Department of Chemistry, University of Southern California, Los Angeles, California 90089-0482, USA.
J Chem Phys. 2017 Jul 7;147(1):013916. doi: 10.1063/1.4979952.
The 205-230 nm photodissociation of vibrationally excited CO at temperatures up to 1800 K was studied using Resonance Enhanced Multiphoton Ionization (REMPI) and time-sliced Velocity Map Imaging (VMI). CO molecules seeded in He were heated in an SiC tube attached to a pulsed valve and supersonically expanded to create a molecular beam of rotationally cooled but vibrationally hot CO. Photodissociation was observed from vibrationally excited CO with internal energies up to about 20 000 cm, and CO(XΣ), O(P), and O(D) products were detected by REMPI. The large enhancement in the absorption cross section with increasing CO vibrational excitation made this investigation feasible. The internal energies of heated CO molecules that absorbed 230 nm radiation were estimated from the kinetic energy release (KER) distributions of CO(XΣ) products in v″ = 0. At 230 nm, CO needs to have at least 4000 cm of rovibrational energy to absorb the UV radiation and produce CO(XΣ) + O(P). CO internal energies in excess of 16 000 cm were confirmed by observing O(D) products. It is likely that initial absorption from levels with high bending excitation accesses both the AB and BA states, explaining the nearly isotropic angular distributions of the products. CO(XΣ) product internal energies were estimated from REMPI spectroscopy, and the KER distributions of the CO(XΣ), O(P), and O(D) products were obtained by VMI. The CO product internal energy distributions change with increasing CO temperature, suggesting that more than one dynamical pathway is involved when the internal energy of CO (and the corresponding available energy) increases.

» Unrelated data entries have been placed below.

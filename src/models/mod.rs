//! Data models
//!
//! The `Post` entity and the typed inputs that flow into it.

mod post;

pub use post::{
    NewPost, Post, PostForm, PostFormErrors, MARKDOWN_REQUIRED, SLUG_REQUIRED, TITLE_REQUIRED,
};
//! Inkpost - a small blog post admin
//!
//! Lists posts, shows a post by slug, and lets an admin create and edit posts
//! through server-rendered forms.

pub mod api;
pub mod config;
pub mod db;
pub mod models;
pub mod services;
pub mod theme;
//! Theme engine error types

use thiserror::Error;

#[derive(Debug, Error)]
pub enum ThemeError {
    /// Template override directory does not exist
    #[error("Template directory not found: {0}")]
    NotFound(String),

    /// Template parsing or rendering error
    #[error("Template error: {0}")]
    TemplateError(String),

    #[error("IO error: {0}")]
    IoError(#[from] std::io::Error),
}
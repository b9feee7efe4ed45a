//! HTML responses and the error boundary for server-rendered routes

use axum::{
    http::StatusCode,
    response::{Html, IntoResponse, Response},
};
use serde::Serialize;
use tera::Context as TeraContext;

use crate::models::Post;
use crate::services::PostServiceError;
use crate::theme::{ThemeEngine, ThemeError};

/// Fatal errors of an HTML request. None of them is recoverable within the
/// request; each becomes a rendered `error.html` page.
#[derive(Debug, thiserror::Error)]
pub enum PageError {
    /// A required route parameter was empty
    #[error("params.{0} is required")]
    MissingParam(&'static str),

    #[error("Post {0} not found")]
    NotFound(String),

    #[error("storage failure: {0:#}")]
    Storage(anyhow::Error),

    #[error(transparent)]
    Render(#[from] ThemeError),
}

impl PageError {
    pub fn status(&self) -> StatusCode {
        match self {
            Self::MissingParam(_) => StatusCode::BAD_REQUEST,
            Self::NotFound(_) => StatusCode::NOT_FOUND,
            Self::Storage(_) | Self::Render(_) => StatusCode::INTERNAL_SERVER_ERROR,
        }
    }

    /// Message shown to the visitor; internal failures stay in the log
    fn public_message(&self) -> String {
        match self {
            Self::MissingParam(_) | Self::NotFound(_) => self.to_string(),
            Self::Storage(_) | Self::Render(_) => "Something went wrong".to_string(),
        }
    }
}

impl From<PostServiceError> for PageError {
    fn from(err: PostServiceError) -> Self {
        match err {
            PostServiceError::NotFound(slug) => Self::NotFound(slug),
            PostServiceError::Storage(e) => Self::Storage(e),
        }
    }
}

/// A post title paired with an already-encoded link
#[derive(Debug, Serialize)]
pub struct PostLink<'a> {
    pub title: &'a str,
    pub href: String,
}

impl<'a> PostLink<'a> {
    pub fn list(posts: &'a [Post], href: impl Fn(&str) -> String) -> Vec<Self> {
        posts
            .iter()
            .map(|post| PostLink {
                title: &post.title,
                href: href(&post.slug),
            })
            .collect()
    }
}

/// Reject an empty route parameter
pub fn require_param<'a>(name: &'static str, value: &'a str) -> Result<&'a str, PageError> {
    if value.is_empty() {
        Err(PageError::MissingParam(name))
    } else {
        Ok(value)
    }
}

/// Render `template` with a 200 status
pub fn render(
    theme: &ThemeEngine,
    template: &str,
    context: &TeraContext,
) -> Result<Response, PageError> {
    let html = theme.render(template, context)?;
    Ok((StatusCode::OK, Html(html)).into_response())
}

/// Turn a handler outcome into a response, rendering fatal errors
pub fn respond(theme: &ThemeEngine, result: Result<Response, PageError>) -> Response {
    match result {
        Ok(response) => response,
        Err(err) => error_page(theme, err),
    }
}

pub fn error_page(theme: &ThemeEngine, err: PageError) -> Response {
    let status = err.status();
    if status.is_server_error() {
        tracing::error!("{}", err);
    } else {
        tracing::debug!("{}", err);
    }

    let message = err.public_message();
    let mut context = TeraContext::new();
    context.insert("status", &status.as_u16());
    context.insert("message", &message);

    match theme.render("error.html", &context) {
        Ok(html) => (status, Html(html)).into_response(),
        Err(e) => {
            tracing::error!("Failed to render error page: {}", e);
            (status, message).into_response()
        }
    }
}
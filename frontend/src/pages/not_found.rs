use yew::prelude::*;
use yew_router::prelude::Link;

use crate::router::Route;

#[function_component(NotFoundPage)]
pub fn not_found_page() -> Html {
    html! {
        <main class="grid min-h-[calc(100vh-3.5rem)] place-items-center text-richblack-5">
            <div class="text-center">
                <h2 class="text-3xl">{ "404 - Page Not Found" }</h2>
                <p class="mt-2 text-richblack-300">{ "The page you are looking for does not exist." }</p>
                <Link<Route> to={Route::Home} classes={classes!("mt-4", "inline-block", "text-yellow-25")}>
                    { "Back to categories" }
                </Link<Route>>
            </div>
        </main>
    }
}
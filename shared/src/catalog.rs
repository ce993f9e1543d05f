//! Catalog page helpers: search, category slug lookup and tab ordering.

use crate::{Category, CourseSummary, LookupError};

/// Number of cards in the "Frequently Bought" grid.
pub const FREQUENTLY_BOUGHT_LIMIT: usize = 4;

/// Courses whose name contains `term`, ASCII case-insensitively, in input
/// order. A blank term keeps every course; otherwise surrounding spaces are
/// part of the term.
pub fn filter_courses(courses: &[CourseSummary], term: &str) -> Vec<CourseSummary> {
    if term.trim().is_empty() {
        return courses.to_vec();
    }
    let needle = term.to_ascii_lowercase();
    courses
        .iter()
        .filter(|course| course.name.to_ascii_lowercase().contains(&needle))
        .cloned()
        .collect()
}

/// Ticket handed out by [`LoadGeneration::begin`].
#[derive(Debug, Clone, Copy, PartialEq, Eq)]
pub struct LoadTicket(u64);

/// Tracks which page load is the latest, so an older response that resolves
/// late is not shown under a newer route.
#[derive(Debug, Default)]
pub struct LoadGeneration {
    current: u64,
}

impl LoadGeneration {
    /// Starts a new load; every earlier ticket stops being current.
    pub fn begin(&mut self) -> LoadTicket {
        self.current += 1;
        LoadTicket(self.current)
    }

    /// Whether `ticket` belongs to the most recent load.
    pub fn is_current(&self, ticket: LoadTicket) -> bool {
        self.current == ticket.0
    }
}

/// URL segment for a category name: words joined by `-`, lower-cased.
pub fn catalog_slug(name: &str) -> String {
    name.split_whitespace()
        .collect::<Vec<_>>()
        .join("-")
        .to_ascii_lowercase()
}

/// Id of the single category whose slug equals `catalog_name`.
pub fn resolve_category_id(
    categories: &[Category],
    catalog_name: &str,
) -> Result<String, LookupError> {
    let wanted = catalog_name.trim().to_ascii_lowercase();
    let mut matches = categories
        .iter()
        .filter(|category| catalog_slug(&category.name) == wanted);

    match (matches.next(), matches.count()) {
        (Some(category), 0) => Ok(category.id.clone()),
        (Some(_), extra) => Err(LookupError::Ambiguous {
            name: wanted,
            count: extra + 1,
        }),
        (None, _) => Err(LookupError::NotFound(wanted)),
    }
}

/// Tabs above the "Courses to get you started" slider.
#[derive(Debug, Clone, Copy, PartialEq, Eq, Default)]
pub enum CatalogTab {
    /// Server order.
    #[default]
    MostPopular,
    /// Newest first.
    New,
}

impl CatalogTab {
    /// Tab caption.
    pub fn label(self) -> &'static str {
        match self {
            CatalogTab::MostPopular => "Most Popular",
            CatalogTab::New => "New",
        }
    }
}

/// Courses for the active tab.
///
/// `New` sorts by `createdAt` descending; the sort is stable and courses
/// without a timestamp go last.
pub fn tab_courses(courses: &[CourseSummary], tab: CatalogTab) -> Vec<CourseSummary> {
    let mut ordered = courses.to_vec();
    if tab == CatalogTab::New {
        // RFC 3339 strings in one offset order lexicographically.
        ordered.sort_by(|a, b| b.created_at.cmp(&a.created_at));
    }
    ordered
}

/// Leading slice of the most-selling list shown as a grid.
pub fn frequently_bought(courses: &[CourseSummary]) -> &[CourseSummary] {
    &courses[..courses.len().min(FREQUENTLY_BOUGHT_LIMIT)]
}

#[cfg(test)]
mod tests {
    use super::*;

    fn course(id: &str, name: &str, created_at: Option<&str>) -> CourseSummary {
        CourseSummary {
            id: id.to_string(),
            name: name.to_string(),
            created_at: created_at.map(str::to_string),
            ..CourseSummary::default()
        }
    }

    fn category(id: &str, name: &str) -> Category {
        Category {
            id: id.to_string(),
            name: name.to_string(),
            ..Category::default()
        }
    }

    #[test]
    fn filter_on_empty_list_is_empty() {
        assert!(filter_courses(&[], "go").is_empty());
        assert!(filter_courses(&[], "").is_empty());
    }

    #[test]
    fn blank_term_keeps_order() {
        let courses = vec![course("1", "Rust", None), course("2", "Go", None)];
        assert_eq!(filter_courses(&courses, ""), courses);
        assert_eq!(filter_courses(&courses, "   "), courses);
    }

    #[test]
    fn filter_is_case_insensitive_substring() {
        let courses = vec![
            course("1", "Intro To Go", None),
            course("2", "Advanced Rust", None),
            course("3", "Go Concurrency", None),
        ];
        let ids = filter_courses(&courses, "go")
            .into_iter()
            .map(|course| course.id)
            .collect::<Vec<_>>();
        assert_eq!(ids, vec!["1".to_string(), "3".to_string()]);
        assert_eq!(filter_courses(&courses, "RUST").len(), 1);
        assert!(filter_courses(&courses, "python").is_empty());
    }

    #[test]
    fn surrounding_spaces_are_matched_literally() {
        let courses = vec![
            course("1", "Go Concurrency", None),
            course("2", "Intro", None),
            course("3", "Learn Go Fast", None),
        ];
        let leading = filter_courses(&courses, " go")
            .into_iter()
            .map(|course| course.id)
            .collect::<Vec<_>>();
        assert_eq!(leading, vec!["3".to_string()]);
        assert!(filter_courses(&courses, "intro ").is_empty());
        assert_eq!(filter_courses(&courses, "   ").len(), 3);
    }

    #[test]
    fn only_the_latest_load_is_current() {
        let mut loads = LoadGeneration::default();
        let first = loads.begin();
        assert!(loads.is_current(first));

        let second = loads.begin();
        assert!(!loads.is_current(first));
        assert!(loads.is_current(second));
    }

    #[test]
    fn slug_joins_words_with_dashes() {
        assert_eq!(catalog_slug("Web Development"), "web-development");
        assert_eq!(catalog_slug("  AI   and ML "), "ai-and-ml");
    }

    #[test]
    fn resolve_requires_exactly_one_match() {
        let categories = vec![
            category("c1", "Web Development"),
            category("c2", "Data Science"),
            category("c3", "data  science"),
        ];
        assert_eq!(resolve_category_id(&categories, "web-development"), Ok("c1".to_string()));
        assert_eq!(
            resolve_category_id(&categories, "mobile"),
            Err(LookupError::NotFound("mobile".to_string()))
        );
        assert_eq!(
            resolve_category_id(&categories, "data-science"),
            Err(LookupError::Ambiguous {
                name: "data-science".to_string(),
                count: 2,
            })
        );
    }

    #[test]
    fn new_tab_sorts_newest_first() {
        let courses = vec![
            course("old", "A", Some("2024-01-01T00:00:00Z")),
            course("none", "B", None),
            course("new", "C", Some("2024-06-01T00:00:00Z")),
        ];
        let ids = |tab| {
            tab_courses(&courses, tab)
                .into_iter()
                .map(|course| course.id)
                .collect::<Vec<_>>()
        };
        assert_eq!(ids(CatalogTab::MostPopular), vec!["old", "none", "new"]);
        assert_eq!(ids(CatalogTab::New), vec!["new", "old", "none"]);
    }

    #[test]
    fn frequently_bought_caps_at_four() {
        let courses = (0..6)
            .map(|i| course(&i.to_string(), "X", None))
            .collect::<Vec<_>>();
        assert_eq!(frequently_bought(&courses).len(), 4);
        assert_eq!(frequently_bought(&courses[..2]).len(), 2);
    }
}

The KER distributions of O(D) and O(P) show broad internal energy distributions in the CO(XΣ) cofragment, extending up to the maximum allowed by energy but peaking at low KER values. Although not all the observations can be explained at this time, with the aid of available theoretical studies of CO VUV photodissociation and O + CO recombination, it is proposed that following UV absorption, the two lowest lying triplet states, aB and bA, and the ground electronic state are involved in the dynamical pathways that lead to product formation.
在高达 1800 K 的温度下,使用共振增强多光子电离 (REMPI) 和时间切片速度映射成像 (VMI) 研究了振动激发的 CO 在 205-230nm 光解。在附着于脉冲阀的 SiC 管中加热 He 中掺入的 CO 分子,并使它们超音速膨胀,从而产生旋转冷却但振动加热的 CO 分子束。通过 REMPI 检测到振动激发的 CO 产生的光解,其内部能量高达约 20000cm,检测到 CO(XΣ)、O(P)和 O(D)产物。随着 CO 振动激发的增加,吸收截面的大幅增加使得这项研究成为可能。吸收 230nm 辐射的加热 CO 分子的内部能量是根据 v″=0 时 CO(XΣ)产物的动能释放 (KER) 分布来估计的。在 230nm 时,CO 需要至少 4000cm 的转动振动能量才能吸收 UV 辐射并产生 CO(XΣ)+O(P)。通过观察 O(D)产物,证实 CO 内部能量超过 16000cm。最初从具有高弯曲激发的能级吸收可能同时进入 AB 和 BA 态,这解释了产物几乎各向同性的角分布。通过 REMPI 光谱学估计 CO(XΣ)产物的内部能量,并通过 VMI 获得 CO(XΣ)、O(P)和 O(D)产物的 KER 分布。CO 产物的内部能量分布随 CO 温度的升高而变化,这表明当 CO 的内部能量(和相应的可用能量)增加时,涉及到不止一种动力学途径。O(D)和 O(P)的 KER 分布在 CO(XΣ)共碎片中显示出广泛的内部能量分布,扩展到允许的最大能量,但在低 KER 值处达到峰值。尽管目前还不能解释所有的观察结果,但借助于现有的 CO VUV 光解和 O+CO 复合的理论研究,提出在 UV 吸收后,两个最低的三重态 aB 和 bA 以及基态电子态参与了导致产物形成的动力学途径。